Der polnische Parteivorstand gräbt schließlich Jahre zurück liegende Jugendsünden wieder aus, um sich von Radek, der bereits bei der Spaltung der polnischen Sozialdemokraten von 1911 zur Minderheit des sogenannten Warschauer Flügels gehörte, endgültig zu trennen.
Eigentlich müßte Rosa in Radek, der sich in der SPD zur Gruppe der Radikalen schlägt, einen Verbündeten sehen, aber sein stets zur Schau gestellter Zynismus stößt sie ab. Sie traut ihm auch Opportunismus zu. 1912 schreibt sie einmal an Clara Zetkin: »Radek gehört zum Typus Dirne, wir können mit ihm noch manches erleben; es ist deshalb besser, ihn sich vom Leibe zu halten.«
Ende 1914, als Radek, der immer noch österreichischer Staatsbürger ist, die Einberufung in die k. u. k.
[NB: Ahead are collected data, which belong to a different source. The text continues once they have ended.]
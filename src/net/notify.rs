//! Listener traits and notification fan-out.
//!
//! # Design Decisions
//! - One trait per listener category, one or two methods each
//! - Fan-out iterates a snapshot in registration order, synchronously on
//!   the notifying thread, with no locks held so listeners may call back
//!   into the engine
//! - No error isolation: a panicking listener unwinds into the event loop

use std::sync::Arc;

use parking_lot::RwLock;

use crate::net::channel::ChannelId;

/// Observes listening sockets.
pub trait ServerStateListener: Send + Sync {
    /// A listening channel was bound.
    fn bound(&self, listener: ChannelId);

    /// `listener` accepted a new connection, `connection`.
    fn accepted(&self, listener: ChannelId, connection: ChannelId);
}

/// Observes connection sockets.
pub trait ConnectionStateListener: Send + Sync {
    /// An outbound connection was established.
    fn connected(&self, channel: ChannelId);

    /// A connection was torn down. `reset_by_peer` is true when the remote
    /// side closed it and false when the local side hung up.
    fn closed(&self, channel: ChannelId, reset_by_peer: bool);
}

/// Receives decrypted application data.
pub trait DataListener: Send + Sync {
    /// `data` arrived on `channel`. The slice is only valid for the call.
    fn received(&self, data: &[u8], channel: ChannelId);
}

struct ListenerList<L: ?Sized>(RwLock<Vec<Arc<L>>>);

impl<L: ?Sized> ListenerList<L> {
    fn new() -> Self {
        Self(RwLock::new(Vec::new()))
    }

    fn add(&self, listener: Arc<L>) {
        self.0.write().push(listener);
    }

    fn remove(&self, listener: &Arc<L>) -> bool {
        let mut listeners = self.0.write();
        let before = listeners.len();
        listeners.retain(|registered| !same_listener(registered, listener));
        listeners.len() != before
    }

    fn snapshot(&self) -> Vec<Arc<L>> {
        self.0.read().clone()
    }

    fn len(&self) -> usize {
        self.0.read().len()
    }
}

/// Compares data pointers only; vtable pointers for one type may differ
/// between codegen units.
fn same_listener<L: ?Sized>(a: &Arc<L>, b: &Arc<L>) -> bool {
    std::ptr::addr_eq(Arc::as_ptr(a), Arc::as_ptr(b))
}

/// The three listener lists of one engine.
pub(crate) struct Listeners {
    server: ListenerList<dyn ServerStateListener>,
    connection: ListenerList<dyn ConnectionStateListener>,
    data: ListenerList<dyn DataListener>,
}

impl Listeners {
    pub(crate) fn new() -> Self {
        Self {
            server: ListenerList::new(),
            connection: ListenerList::new(),
            data: ListenerList::new(),
        }
    }

    pub(crate) fn add_server(&self, listener: Arc<dyn ServerStateListener>) {
        self.server.add(listener);
        tracing::debug!(count = self.server.len(), "Server state listener registered");
    }

    pub(crate) fn remove_server(&self, listener: &Arc<dyn ServerStateListener>) -> bool {
        self.server.remove(listener)
    }

    pub(crate) fn add_connection(&self, listener: Arc<dyn ConnectionStateListener>) {
        self.connection.add(listener);
        tracing::debug!(count = self.connection.len(), "Connection state listener registered");
    }

    pub(crate) fn remove_connection(&self, listener: &Arc<dyn ConnectionStateListener>) -> bool {
        self.connection.remove(listener)
    }

    pub(crate) fn add_data(&self, listener: Arc<dyn DataListener>) {
        self.data.add(listener);
        tracing::debug!(count = self.data.len(), "Data listener registered");
    }

    pub(crate) fn remove_data(&self, listener: &Arc<dyn DataListener>) -> bool {
        self.data.remove(listener)
    }

    pub(crate) fn bound(&self, listener: ChannelId) {
        for l in self.server.snapshot() {
            l.bound(listener);
        }
    }

    pub(crate) fn accepted(&self, listener: ChannelId, connection: ChannelId) {
        for l in self.server.snapshot() {
            l.accepted(listener, connection);
        }
    }

    pub(crate) fn connected(&self, channel: ChannelId) {
        for l in self.connection.snapshot() {
            l.connected(channel);
        }
    }

    pub(crate) fn closed(&self, channel: ChannelId, reset_by_peer: bool) {
        for l in self.connection.snapshot() {
            l.closed(channel, reset_by_peer);
        }
    }

    pub(crate) fn received(&self, data: &[u8], channel: ChannelId) {
        for l in self.data.snapshot() {
            l.received(data, channel);
        }
    }
}

#[cfg(test)]
mod tests {
    use parking_lot::Mutex;

    use super::*;

    struct Tagged {
        tag: &'static str,
        log: Arc<Mutex<Vec<String>>>,
    }

    impl DataListener for Tagged {
        fn received(&self, data: &[u8], channel: ChannelId) {
            self.log.lock().push(format!(
                "{}:{}:{}",
                self.tag,
                channel,
                String::from_utf8_lossy(data)
            ));
        }
    }

    #[test]
    fn fan_out_follows_registration_order() {
        let log = Arc::new(Mutex::new(Vec::new()));
        let listeners = Listeners::new();
        for tag in ["a", "b", "c"] {
            listeners.add_data(Arc::new(Tagged {
                tag,
                log: log.clone(),
            }));
        }

        listeners.received(b"hi", ChannelId::from_raw(3));
        assert_eq!(*log.lock(), vec!["a:ch-3:hi", "b:ch-3:hi", "c:ch-3:hi"]);
    }

    #[test]
    fn unregister_removes_only_that_listener() {
        let log = Arc::new(Mutex::new(Vec::new()));
        let listeners = Listeners::new();
        let first: Arc<dyn DataListener> = Arc::new(Tagged {
            tag: "first",
            log: log.clone(),
        });
        let second: Arc<dyn DataListener> = Arc::new(Tagged {
            tag: "second",
            log: log.clone(),
        });
        listeners.add_data(first.clone());
        listeners.add_data(second);

        assert!(listeners.remove_data(&first));
        assert!(!listeners.remove_data(&first));

        listeners.received(b"x", ChannelId::from_raw(1));
        assert_eq!(*log.lock(), vec!["second:ch-1:x"]);
    }
}
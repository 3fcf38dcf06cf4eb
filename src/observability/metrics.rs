//! Metrics collection and exposition.
//!
//! # Metrics
//! - `netloop_bytes_read_total` (counter): raw bytes read from sockets
//! - `netloop_bytes_written_total` (counter): raw bytes written to sockets
//! - `netloop_connections_total` (counter): by `event` (bound, accepted, connected, closed)
//! - `netloop_loop_errors_total` (counter): failed event loop iterations
//! - `netloop_open_channels` (gauge): channels currently in the table
//!
//! # Design Decisions
//! - Low-overhead metric updates (atomic operations)
//! - Exporter is optional; without it every call is a no-op

use std::net::SocketAddr;

use metrics_exporter_prometheus::PrometheusBuilder;

use crate::config::ObservabilityConfig;

/// Install the Prometheus exporter if metrics are enabled.
pub fn init_metrics(config: &ObservabilityConfig) {
    if !config.metrics_enabled {
        return;
    }
    let addr: SocketAddr = match config.metrics_address.parse() {
        Ok(addr) => addr,
        Err(e) => {
            tracing::error!(
                metrics_address = %config.metrics_address,
                error = %e,
                "Failed to parse metrics address"
            );
            return;
        }
    };

    match PrometheusBuilder::new().with_http_listener(addr).install() {
        Ok(()) => tracing::info!(address = %addr, "Metrics exporter listening"),
        Err(e) => tracing::error!(address = %addr, error = %e, "Failed to install metrics exporter"),
    }
}

pub fn record_bytes_read(bytes: usize) {
    ::metrics::counter!("netloop_bytes_read_total").increment(bytes as u64);
}

pub fn record_bytes_written(bytes: usize) {
    ::metrics::counter!("netloop_bytes_written_total").increment(bytes as u64);
}

pub fn record_connection_event(event: &'static str) {
    ::metrics::counter!("netloop_connections_total", "event" => event).increment(1);
}

pub fn record_loop_error() {
    ::metrics::counter!("netloop_loop_errors_total").increment(1);
}

pub fn set_open_channels(count: usize) {
    ::metrics::gauge!("netloop_open_channels").set(count as f64);
}
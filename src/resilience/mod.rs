//! Resilience subsystem.
//!
//! # Data Flow
//! ```text
//! Event loop iteration fails:
//!     → backoff.rs (spend the error budget, then pause linearly longer)
//! Iteration succeeds:
//!     → budget restored
//! ```
//!
//! # Design Decisions
//! - A persistently failing descriptor must not spin the loop thread
//! - The pause is interruptible so stopping the engine stays prompt

pub mod backoff;

pub use backoff::ErrorThrottle;
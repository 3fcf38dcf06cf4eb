//! Handshake driving.
//!
//! Every loop iteration asks each encrypted connection's engine what it
//! needs next and turns the answer into readiness interest, or hands the
//! engine's delegated work to a bounded set of task threads.

use std::io;
use std::sync::atomic::{AtomicUsize, Ordering};
use std::sync::Arc;
use std::thread;

use crate::error::Result;
use crate::net::channel::{Channel, ChannelId, ChannelKind};
use crate::net::crypto::{DelegatedTask, HandshakeStatus};
use crate::net::interest::{Ops, Selector};
use crate::net::network::Shared;

/// Runs delegated engine tasks on short-lived threads, at most `limit` at once.
#[derive(Debug)]
pub(crate) struct TaskRunner {
    in_flight: Arc<AtomicUsize>,
    limit: usize,
}

/// Releases a task slot and wakes the loop when a task thread ends.
struct TaskSlot {
    in_flight: Arc<AtomicUsize>,
    selector: Arc<Selector>,
}

impl Drop for TaskSlot {
    fn drop(&mut self) {
        self.in_flight.fetch_sub(1, Ordering::AcqRel);
        self.selector.wake();
    }
}

impl TaskRunner {
    pub(crate) fn new(limit: usize) -> Self {
        Self {
            in_flight: Arc::new(AtomicUsize::new(0)),
            limit,
        }
    }

    pub(crate) fn has_capacity(&self) -> bool {
        self.in_flight.load(Ordering::Acquire) < self.limit
    }

    pub(crate) fn in_flight(&self) -> usize {
        self.in_flight.load(Ordering::Acquire)
    }

    pub(crate) fn spawn(
        &self,
        channel: ChannelId,
        task: DelegatedTask,
        selector: Arc<Selector>,
    ) -> io::Result<()> {
        self.in_flight.fetch_add(1, Ordering::AcqRel);
        let slot = TaskSlot {
            in_flight: self.in_flight.clone(),
            selector,
        };
        thread::Builder::new()
            .name(format!("netloop-task-{}", channel.as_usize()))
            .spawn(move || {
                let _slot = slot;
                task();
            })?;
        Ok(())
    }
}

/// Turn each engine's handshake status into interest or a delegated task.
///
/// Returns the status seen per encrypted channel.
pub(crate) fn process_handshakes(
    shared: &Shared,
    channels: &[Arc<Channel>],
    runner: &TaskRunner,
    selector: &Arc<Selector>,
) -> Result<Vec<(ChannelId, HandshakeStatus)>> {
    let mut statuses = Vec::new();

    for channel in channels.iter().filter(|c| c.kind == ChannelKind::Stream) {
        let status = {
            let mut engine = channel.engine.lock();
            let Some(engine) = engine.as_mut() else {
                continue;
            };
            let status = engine.handshake_status();
            if status == HandshakeStatus::NeedTask {
                while runner.has_capacity() {
                    let Some(task) = engine.delegated_task() else {
                        break;
                    };
                    if let Err(e) = runner.spawn(channel.id, task, selector.clone()) {
                        tracing::warn!(channel = %channel.id, error = %e, "Failed to spawn handshake task");
                        break;
                    }
                }
                if !runner.has_capacity() {
                    tracing::trace!(
                        channel = %channel.id,
                        in_flight = runner.in_flight(),
                        "Handshake task limit reached"
                    );
                }
            }
            status
        };
        statuses.push((channel.id, status));

        let requested = match status {
            HandshakeStatus::NeedWrap => shared.update_ops(channel, |ops| ops | Ops::WRITE),
            HandshakeStatus::NeedUnwrap => shared.update_ops(channel, |ops| ops | Ops::READ),
            HandshakeStatus::Finished => {
                tracing::debug!(channel = %channel.id, "TLS handshake completed");
                Ok(())
            }
            HandshakeStatus::NeedTask | HandshakeStatus::NotHandshaking => Ok(()),
        };
        match requested {
            Ok(()) => {}
            Err(e) if e.is_channel_scoped() => {
                tracing::warn!(channel = %channel.id, error = %e, "Handshake interest update failed");
            }
            Err(e) => return Err(e),
        }
    }

    Ok(statuses)
}

#[cfg(test)]
mod tests {
    use std::collections::VecDeque;
    use std::sync::mpsc;
    use std::time::Duration;

    use mio::net::TcpStream;
    use mio::Poll;

    use super::*;
    use crate::config::NetworkConfig;
    use crate::error::CryptoError;
    use crate::net::crypto::{CryptoEngine, EngineResult, Status};

    use crate::net::crypto::HandshakeStatus::{Finished, NeedTask, NeedUnwrap, NeedWrap};

    /// Reports scripted handshake statuses and hands out queued tasks.
    struct ScriptedHandshake {
        statuses: VecDeque<HandshakeStatus>,
        tasks: VecDeque<DelegatedTask>,
    }

    impl CryptoEngine for ScriptedHandshake {
        fn unwrap(&mut self, _src: &[u8], _dst: &mut [u8]) -> Result<EngineResult, CryptoError> {
            Ok(EngineResult::new(Status::BufferUnderflow, 0, 0))
        }

        fn wrap(&mut self, _src: &[u8], _dst: &mut [u8]) -> Result<EngineResult, CryptoError> {
            Ok(EngineResult::new(Status::Ok, 0, 0))
        }

        fn handshake_status(&mut self) -> HandshakeStatus {
            self.statuses
                .pop_front()
                .unwrap_or(HandshakeStatus::NotHandshaking)
        }

        fn delegated_task(&mut self) -> Option<DelegatedTask> {
            self.tasks.pop_front()
        }

        fn close_inbound(&mut self) {}

        fn close_outbound(&mut self) {}
    }

    struct Fixture {
        _poll: Poll,
        selector: Arc<Selector>,
        shared: Shared,
        peer: std::net::TcpListener,
    }

    impl Fixture {
        fn new() -> Self {
            let poll = Poll::new().unwrap();
            let selector = Arc::new(Selector::new(&poll).unwrap());
            let shared = Shared::new(NetworkConfig::default());
            shared.open_with(selector.clone());
            Self {
                _poll: poll,
                selector,
                shared,
                peer: std::net::TcpListener::bind("127.0.0.1:0").unwrap(),
            }
        }

        fn stream(&self, engine: Option<Box<dyn CryptoEngine>>) -> Arc<Channel> {
            let stream = TcpStream::connect(self.peer.local_addr().unwrap()).unwrap();
            Arc::new(Channel::stream(ChannelId::next(), stream, engine, true))
        }

        fn scripted(
            &self,
            statuses: &[HandshakeStatus],
            tasks: Vec<DelegatedTask>,
        ) -> Arc<Channel> {
            self.stream(Some(Box::new(ScriptedHandshake {
                statuses: statuses.iter().copied().collect(),
                tasks: tasks.into(),
            })))
        }

        fn step(
            &self,
            channels: &[Arc<Channel>],
            runner: &TaskRunner,
        ) -> Vec<(ChannelId, HandshakeStatus)> {
            process_handshakes(&self.shared, channels, runner, &self.selector).unwrap()
        }
    }

    fn wait_idle(runner: &TaskRunner) {
        for _ in 0..500 {
            if runner.in_flight() == 0 {
                return;
            }
            thread::sleep(Duration::from_millis(10));
        }
        panic!("handshake tasks still running");
    }

    #[test]
    fn task_slots_are_released() {
        let poll = Poll::new().unwrap();
        let selector = Arc::new(Selector::new(&poll).unwrap());
        let runner = TaskRunner::new(1);
        let (tx, rx) = mpsc::channel();
        let (release_tx, release_rx) = mpsc::channel::<()>();

        runner
            .spawn(
                ChannelId::from_raw(1),
                Box::new(move || {
                    release_rx.recv().unwrap();
                    tx.send(()).unwrap();
                }),
                selector,
            )
            .unwrap();
        assert!(!runner.has_capacity());

        release_tx.send(()).unwrap();
        rx.recv_timeout(Duration::from_secs(5)).unwrap();
        wait_idle(&runner);
        assert!(runner.has_capacity());
    }

    #[test]
    fn wrap_and_unwrap_needs_become_interest() {
        let fixture = Fixture::new();
        let runner = TaskRunner::new(1);
        let encrypted = fixture.scripted(&[NeedUnwrap, NeedWrap, Finished], Vec::new());
        let plaintext = fixture.stream(None);
        let channels = vec![encrypted.clone(), plaintext.clone()];

        let statuses = fixture.step(&channels, &runner);
        assert_eq!(statuses, vec![(encrypted.id, NeedUnwrap)]);
        assert_eq!(encrypted.interest(), Ops::READ);

        fixture.step(&channels, &runner);
        assert_eq!(encrypted.interest(), Ops::READ | Ops::WRITE);

        let statuses = fixture.step(&channels, &runner);
        assert_eq!(statuses, vec![(encrypted.id, Finished)]);
        assert_eq!(encrypted.interest(), Ops::READ | Ops::WRITE);
        assert_eq!(plaintext.interest(), Ops::NONE);
    }

    #[test]
    fn delegated_tasks_respect_the_limit() {
        let fixture = Fixture::new();
        let runner = TaskRunner::new(2);
        let (done_tx, done_rx) = mpsc::channel();
        let mut releases = Vec::new();
        let mut tasks: Vec<DelegatedTask> = Vec::new();
        for i in 0..3 {
            let (release_tx, release_rx) = mpsc::channel::<()>();
            let done = done_tx.clone();
            releases.push(release_tx);
            tasks.push(Box::new(move || {
                let _ = release_rx.recv();
                done.send(i).unwrap();
            }));
        }
        let channel = fixture.scripted(&[NeedTask; 4], tasks);
        let channels = vec![channel.clone()];

        assert_eq!(fixture.step(&channels, &runner), vec![(channel.id, NeedTask)]);
        assert_eq!(runner.in_flight(), 2);
        assert_eq!(channel.interest(), Ops::NONE);

        drop(releases);
        let mut ran: Vec<i32> = (0..2)
            .map(|_| done_rx.recv_timeout(Duration::from_secs(5)).unwrap())
            .collect();
        wait_idle(&runner);

        // The task left behind by the limit runs on the next pass.
        fixture.step(&channels, &runner);
        ran.push(done_rx.recv_timeout(Duration::from_secs(5)).unwrap());
        ran.sort();
        assert_eq!(ran, [0, 1, 2]);
        wait_idle(&runner);

        // Nothing left to offer: no thread is started.
        fixture.step(&channels, &runner);
        assert_eq!(runner.in_flight(), 0);
        assert!(done_rx.recv_timeout(Duration::from_millis(50)).is_err());
    }
}
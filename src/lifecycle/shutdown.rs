//! Shutdown coordination for the network thread.

use std::time::Duration;

use parking_lot::{Condvar, Mutex};

/// Coordinator for stopping the event loop.
///
/// The loop checks the flag once per iteration; [`wait_timeout`](Self::wait_timeout)
/// lets it sleep in a way that [`trigger`](Self::trigger) cuts short.
#[derive(Debug, Default)]
pub struct Shutdown {
    triggered: Mutex<bool>,
    signal: Condvar,
}

impl Shutdown {
    /// Create a new shutdown coordinator.
    pub fn new() -> Self {
        Self::default()
    }

    /// Trigger the shutdown signal, waking any sleeper.
    pub fn trigger(&self) {
        *self.triggered.lock() = true;
        self.signal.notify_all();
    }

    /// Clear the signal so a new loop thread can run.
    pub fn reset(&self) {
        *self.triggered.lock() = false;
    }

    pub fn is_triggered(&self) -> bool {
        *self.triggered.lock()
    }

    /// Sleep for `duration` or until triggered. Returns true if triggered.
    pub fn wait_timeout(&self, duration: Duration) -> bool {
        let mut triggered = self.triggered.lock();
        if !*triggered {
            self.signal.wait_for(&mut triggered, duration);
        }
        *triggered
    }
}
Armee droht, siedelt er in die Schweiz über und schließt sich eng an Lenin an, der ihn wahrscheinlich für gewisse Aufgaben brauchbar gefunden hat, im übrigen aber gesagt haben soll, ihn überkomme nach jedem Gespräch mit Radek das Gefühl, sich von oben bis unten waschen zu müssen.
Im plombierten Eisenbahnwagen reist Radek mit Lenin durch Deutschland und übernimmt in Stockholm die Leitung der eben erst gegründeten bolschewistischen Außenstelle, die die Verbindung zwischen der Revolution in Rußland und den revolutionären Kräften im deutschen Proletariat herstellen und aufrechterhalten soll.
Gleich nach der Oktoberrevolution fährt Radek nach Rußland und wird Mitglied der Bolschewiki.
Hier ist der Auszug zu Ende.